• [Required action]: Below are entries. Reproduce exactly the lines between the line holding "use approx::assert_abs_diff_eq;" and the line holding "0.0, epsilon = TOLERANCE);", inclusive, and only those.

-*-*-

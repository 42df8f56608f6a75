use std::fmt;

use crate::error::{FormatError, GeometryError, Result};
use crate::math::{
    are_parallel_or_opposite, is_close_to_zero, is_near, Point2, Point3, Vector3, TOLERANCE,
};

/// An oriented plane with an orthonormal 2D frame.
///
/// Defined by an origin and two unit, mutually orthogonal axes. The normal is
/// `axis_x × axis_y` and is therefore unit-length by construction.
///
/// Points on the plane: `P(x, y) = origin + x * axis_x + y * axis_y`.
#[derive(Debug, Clone, PartialEq)]
pub struct Plane3D {
    origin: Point3,
    axis_x: Vector3,
    axis_y: Vector3,
    normal: Vector3,
    d: f64,
}

impl Plane3D {
    /// Creates a plane from an origin and two axes.
    ///
    /// # Errors
    ///
    /// Returns `GeometryError::NotUnitVector` if either axis is not unit-length,
    /// or `GeometryError::NotOrthonormal` if the axes are not orthogonal.
    pub fn new(origin: Point3, axis_x: Vector3, axis_y: Vector3) -> Result<Self> {
        // DICOM direction cosines must be unit vectors...
        for (axis, v) in [("axis_x", &axis_x), ("axis_y", &axis_y)] {
            let norm = v.norm();
            if !is_near(norm, 1.0, TOLERANCE) {
                return Err(GeometryError::NotUnitVector { axis, norm }.into());
            }
        }

        // ...and orthogonal to each other.
        let dot = axis_x.dot(&axis_y);
        if !is_close_to_zero(dot) {
            return Err(GeometryError::NotOrthonormal { dot }.into());
        }

        let normal = axis_x.cross(&axis_y);
        let d = -normal.dot(&origin.coords);

        Ok(Self {
            origin,
            axis_x,
            axis_y,
            normal,
            d,
        })
    }

    /// Creates a plane from the "Image Position Patient" (3 values) and
    /// "Image Orientation Patient" (6 values) of a slice.
    ///
    /// # Errors
    ///
    /// Returns `FormatError::BadVectorSize` if the arities are wrong, or a
    /// geometry error if the orientation is not orthonormal.
    pub fn from_dicom(position: &[f64], orientation: &[f64]) -> Result<Self> {
        if position.len() != 3 {
            return Err(FormatError::BadVectorSize {
                tag: "ImagePositionPatient",
                expected: 3,
                found: position.len(),
            }
            .into());
        }
        if orientation.len() != 6 {
            return Err(FormatError::BadVectorSize {
                tag: "ImageOrientationPatient",
                expected: 6,
                found: orientation.len(),
            }
            .into());
        }

        Self::new(
            Point3::new(position[0], position[1], position[2]),
            Vector3::new(orientation[0], orientation[1], orientation[2]),
            Vector3::new(orientation[3], orientation[4], orientation[5]),
        )
    }

    /// Returns the origin of the plane.
    #[must_use]
    pub fn origin(&self) -> &Point3 {
        &self.origin
    }

    /// Returns the X axis of the plane frame.
    #[must_use]
    pub fn axis_x(&self) -> &Vector3 {
        &self.axis_x
    }

    /// Returns the Y axis of the plane frame.
    #[must_use]
    pub fn axis_y(&self) -> &Vector3 {
        &self.axis_y
    }

    /// Returns the unit normal of the plane.
    #[must_use]
    pub fn normal(&self) -> &Vector3 {
        &self.normal
    }

    /// Moves the origin of the plane. The axes are left untouched.
    pub fn set_origin(&mut self, origin: Point3) {
        self.origin = origin;
        self.d = -self.normal.dot(&origin.coords);
    }

    /// Maps 2D plane coordinates to a 3D world point.
    #[must_use]
    pub fn map_to_world(&self, x: f64, y: f64) -> Point3 {
        self.origin + self.axis_x * x + self.axis_y * y
    }

    /// Signed distance of `point` from the world origin along the normal.
    #[must_use]
    pub fn project_along_normal(&self, point: &Point3) -> f64 {
        point.coords.dot(&self.normal)
    }

    /// Orthogonal projection of `point` onto the plane frame.
    ///
    /// Returns the `(x, y)` offsets of the projected point from the origin.
    #[must_use]
    pub fn project(&self, point: &Point3) -> (f64, f64) {
        // The normal component of `point - origin` is orthogonal to both
        // axes, so the dot products ignore it.
        let diff = point - self.origin;
        (self.axis_x.dot(&diff), self.axis_y.dot(&diff))
    }

    /// Same as [`project`](Self::project), returning a [`Point2`].
    #[must_use]
    pub fn project_point(&self, point: &Point3) -> Point2 {
        let (x, y) = self.project(point);
        Point2::new(x, y)
    }

    /// Intersects the segment `a`–`b` with the plane.
    ///
    /// Returns `None` if both endpoints lie strictly on the same side, or if
    /// the segment is parallel to the plane.
    #[must_use]
    pub fn intersect_segment(&self, a: &Point3, b: &Point3) -> Option<Point3> {
        let da = self.normal.dot(&a.coords) + self.d;
        let db = self.normal.dot(&b.coords) + self.d;

        if (da > 0.0 && db > 0.0) || (da < 0.0 && db < 0.0) {
            return None;
        }

        let denom = da - db;
        if denom == 0.0 {
            return None;
        }

        let t = da / denom;
        Some(a + (b - a) * t)
    }

    /// Intersects the infinite line `origin + t * direction` with the plane.
    ///
    /// Returns `None` if the line is parallel to the plane.
    #[must_use]
    pub fn intersect_line(&self, origin: &Point3, direction: &Vector3) -> Option<Point3> {
        let denom = self.normal.dot(direction);
        if is_close_to_zero(denom) {
            return None;
        }

        let t = -(self.normal.dot(&origin.coords) + self.d) / denom;
        Some(origin + direction * t)
    }

    /// Distance between two parallel (or opposite) planes.
    ///
    /// Returns `None` if the planes are not parallel.
    #[must_use]
    pub fn distance_to(&self, other: &Plane3D) -> Option<f64> {
        are_parallel_or_opposite(&self.normal, &other.normal)?;
        Some(
            (self.project_along_normal(&self.origin) - self.project_along_normal(&other.origin))
                .abs(),
        )
    }

    /// Re-origins the plane so that the world origin `(0, 0, 0)` projects to
    /// `(0, 0)` in the plane frame.
    ///
    /// Keeps the projected offsets numerically small on cutting planes that
    /// are far from the world origin.
    #[must_use]
    pub fn normalized(&self) -> Self {
        let (ox, oy) = self.project(&Point3::origin());
        let mut plane = self.clone();
        plane.set_origin(self.map_to_world(ox, oy));
        plane
    }
}

impl Default for Plane3D {
    /// The canonical axial plane: origin at zero, axes along world X and Y.
    fn default() -> Self {
        Self {
            origin: Point3::origin(),
            axis_x: Vector3::x(),
            axis_y: Vector3::y(),
            normal: Vector3::z(),
            d: 0.0,
        }
    }
}

impl fmt::Display for Plane3D {
    fn fmt(&self, f: &mut fmt::Formatter<'_>) -> fmt::Result {
        write!(
            f,
            "origin: ({}, {}, {}) normal: ({}, {}, {}) axis_x: ({}, {}, {}) axis_y: ({}, {}, {})",
            self.origin.x,
            self.origin.y,
            self.origin.z,
            self.normal.x,
            self.normal.y,
            self.normal.z,
            self.axis_x.x,
            self.axis_x.y,
            self.axis_x.z,
            self.axis_y.x,
            self.axis_y.y,
            self.axis_y.z,
        )
    }
}

#[cfg(test)]
#[allow(clippy::unwrap_used)]
mod tests {
    use approx::assert_abs_diff_eq;

    use super::*;
    use crate::error::SlicerError;

    fn p(x: f64, y: f64, z: f64) -> Point3 {
        Point3::new(x, y, z)
    }

    fn v(x: f64, y: f64, z: f64) -> Vector3 {
        Vector3::new(x, y, z)
    }

    fn coronal(y: f64) -> Plane3D {
        Plane3D::new(p(0.0, y, 0.0), v(1.0, 0.0, 0.0), v(0.0, 0.0, -1.0)).unwrap()
    }

    // ── construction ──

    #[test]
    fn canonical_plane_is_axial() {
        let plane = Plane3D::default();
        assert_eq!(*plane.normal(), v(0.0, 0.0, 1.0));
        assert_eq!(*plane.origin(), p(0.0, 0.0, 0.0));
    }

    #[test]
    fn axes_and_normal_are_unit() {
        let s = std::f64::consts::FRAC_1_SQRT_2;
        let plane = Plane3D::new(p(1.0, 2.0, 3.0), v(s, s, 0.0), v(0.0, 0.0, 1.0)).unwrap();
        assert_abs_diff_eq!(plane.axis_x().norm(), 1.0, epsilon = TOLERANCE);
        assert_abs_diff_eq!(plane.axis_y().norm(), 1.0, epsilon = TOLERANCE);
        assert_abs_diff_eq!(plane.normal().norm(), 1.0, epsilon = TOLERANCE);
        assert_abs_diff_eq!(plane.axis_x().dot(plane.axis_y()), 0.0, epsilon = TOLERANCE);
        assert_abs_diff_eq!(*plane.normal(), v(s, -s, 0.0), epsilon = TOLERANCE);
    }

    #[test]
    fn non_unit_axis_is_rejected() {
        let err = Plane3D::new(p(0.0, 0.0, 0.0), v(2.0, 0.0, 0.0), v(0.0, 1.0, 0.0));
        assert!(matches!(
            err,
            Err(SlicerError::Geometry(GeometryError::NotUnitVector { axis: "axis_x", .. }))
        ));
    }

    #[test]
    fn non_orthogonal_axes_are_rejected() {
        let s = std::f64::consts::FRAC_1_SQRT_2;
        let err = Plane3D::new(p(0.0, 0.0, 0.0), v(1.0, 0.0, 0.0), v(s, s, 0.0));
        assert!(matches!(
            err,
            Err(SlicerError::Geometry(GeometryError::NotOrthonormal { .. }))
        ));
    }

    #[test]
    fn from_dicom_tags() {
        let plane =
            Plane3D::from_dicom(&[-250.0, -250.0, 12.5], &[1.0, 0.0, 0.0, 0.0, 1.0, 0.0]).unwrap();
        assert_eq!(*plane.origin(), p(-250.0, -250.0, 12.5));
        assert_eq!(*plane.normal(), v(0.0, 0.0, 1.0));
    }

    #[test]
    fn from_dicom_wrong_arity() {
        assert!(matches!(
            Plane3D::from_dicom(&[0.0, 0.0], &[1.0, 0.0, 0.0, 0.0, 1.0, 0.0]),
            Err(SlicerError::Format(FormatError::BadVectorSize { expected: 3, found: 2, .. }))
        ));
        assert!(matches!(
            Plane3D::from_dicom(&[0.0, 0.0, 0.0], &[1.0, 0.0, 0.0]),
            Err(SlicerError::Format(FormatError::BadVectorSize { expected: 6, found: 3, .. }))
        ));
    }

    // ── projection ──

    #[test]
    fn project_drops_normal_component() {
        let plane = coronal(10.0);
        let (x, y) = plane.project(&p(3.0, 42.0, -7.0));
        assert_abs_diff_eq!(x, 3.0);
        assert_abs_diff_eq!(y, 7.0);
    }

    #[test]
    fn map_then_project_round_trip() {
        let plane = coronal(-4.0);
        let world = plane.map_to_world(1.5, -2.5);
        let q = plane.project_point(&world);
        assert_abs_diff_eq!(q, Point2::new(1.5, -2.5), epsilon = 1e-12);
    }

    #[test]
    fn project_along_normal_is_signed() {
        let plane = coronal(0.0);
        // normal = (1,0,0) x (0,0,-1) = (0,1,0)
        assert_abs_diff_eq!(plane.project_along_normal(&p(5.0, -3.0, 2.0)), -3.0);
    }

    // ── intersections ──

    #[test]
    fn segment_crossing_plane() {
        let plane = Plane3D::default();
        let hit = plane
            .intersect_segment(&p(1.0, 1.0, -1.0), &p(1.0, 1.0, 3.0))
            .unwrap();
        assert_abs_diff_eq!(hit, p(1.0, 1.0, 0.0), epsilon = 1e-12);
    }

    #[test]
    fn segment_on_one_side() {
        let plane = Plane3D::default();
        assert!(plane.intersect_segment(&p(0.0, 0.0, 1.0), &p(0.0, 0.0, 3.0)).is_none());
        assert!(plane.intersect_segment(&p(0.0, 0.0, -1.0), &p(5.0, 0.0, -3.0)).is_none());
    }

    #[test]
    fn segment_parallel_to_plane() {
        let plane = Plane3D::default();
        assert!(plane.intersect_segment(&p(0.0, 0.0, 1.0), &p(5.0, 0.0, 1.0)).is_none());
        assert!(plane.intersect_segment(&p(0.0, 0.0, 0.0), &p(5.0, 0.0, 0.0)).is_none());
    }

    #[test]
    fn segment_touching_plane() {
        let plane = Plane3D::default();
        let hit = plane.intersect_segment(&p(2.0, 0.0, 0.0), &p(2.0, 0.0, 4.0)).unwrap();
        assert_abs_diff_eq!(hit, p(2.0, 0.0, 0.0));
    }

    #[test]
    fn line_crossing_plane() {
        let plane = coronal(5.0);
        let hit = plane
            .intersect_line(&p(1.0, 0.0, 1.0), &v(0.0, 2.0, 0.0))
            .unwrap();
        assert_abs_diff_eq!(hit, p(1.0, 5.0, 1.0), epsilon = 1e-12);
        assert!(plane.intersect_line(&p(0.0, 0.0, 0.0), &v(1.0, 0.0, 0.0)).is_none());
    }

    // ── plane pairs ──

    #[test]
    fn distance_between_parallel_planes() {
        assert_abs_diff_eq!(coronal(2.0).distance_to(&coronal(-3.0)).unwrap(), 5.0);
        assert!(coronal(0.0).distance_to(&Plane3D::default()).is_none());
    }

    #[test]
    fn normalized_plane_maps_world_origin_to_zero() {
        let plane = Plane3D::new(p(10.0, 20.0, 30.0), v(1.0, 0.0, 0.0), v(0.0, 1.0, 0.0)).unwrap();
        let normalized = plane.normalized();
        let (x, y) = normalized.project(&Point3::origin());
        assert_abs_diff_eq!(x, 0.0);
        assert_abs_diff_eq!(y, 0.0);
        assert_abs_diff_eq!(*normalized.origin(), p(0.0, 0.0, 30.0));
        assert_eq!(normalized.normal(), plane.normal());
    }
}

-*-*-

• [Task output]:
    use approx::assert_abs_diff_eq;

    use super::*;
    use crate::error::SlicerError;

    fn p(x: f64, y: f64, z: f64) -> Point3 {
        Point3::new(x, y, z)
    }

    fn v(x: f64, y: f64, z: f64) -> Vector3 {
        Vector3::new(x, y, z)
    }

    fn coronal(y: f64) -> Plane3D {
        Plane3D::new(p(0.0, y, 0.0), v(1.0, 0.0, 0.0), v(0.0, 0.0, -1.0)).unwrap()
    }

    // ── construction ──

    #[test]
    fn canonical_plane_is_axial() {
        let plane = Plane3D::default();
        assert_eq!(*plane.normal(), v(0.0, 0.0, 1.0));
        assert_eq!(*plane.origin(), p(0.0, 0.0, 0.0));
    }

    #[test]
    fn axes_and_normal_are_unit() {
        let s = std::f64::consts::FRAC_1_SQRT_2;
        let plane = Plane3D::new(p(1.0, 2.0, 3.0), v(s, s, 0.0), v(0.0, 0.0, 1.0)).unwrap();
        assert_abs_diff_eq!(plane.axis_x().norm(), 1.0, epsilon = TOLERANCE);
        assert_abs_diff_eq!(plane.axis_y().norm(), 1.0, epsilon = TOLERANCE);
        assert_abs_diff_eq!(plane.normal().norm(), 1.0, epsilon = TOLERANCE);
        assert_abs_diff_eq!(plane.axis_x().dot(plane.axis_y()), 0.0, epsilon = TOLERANCE);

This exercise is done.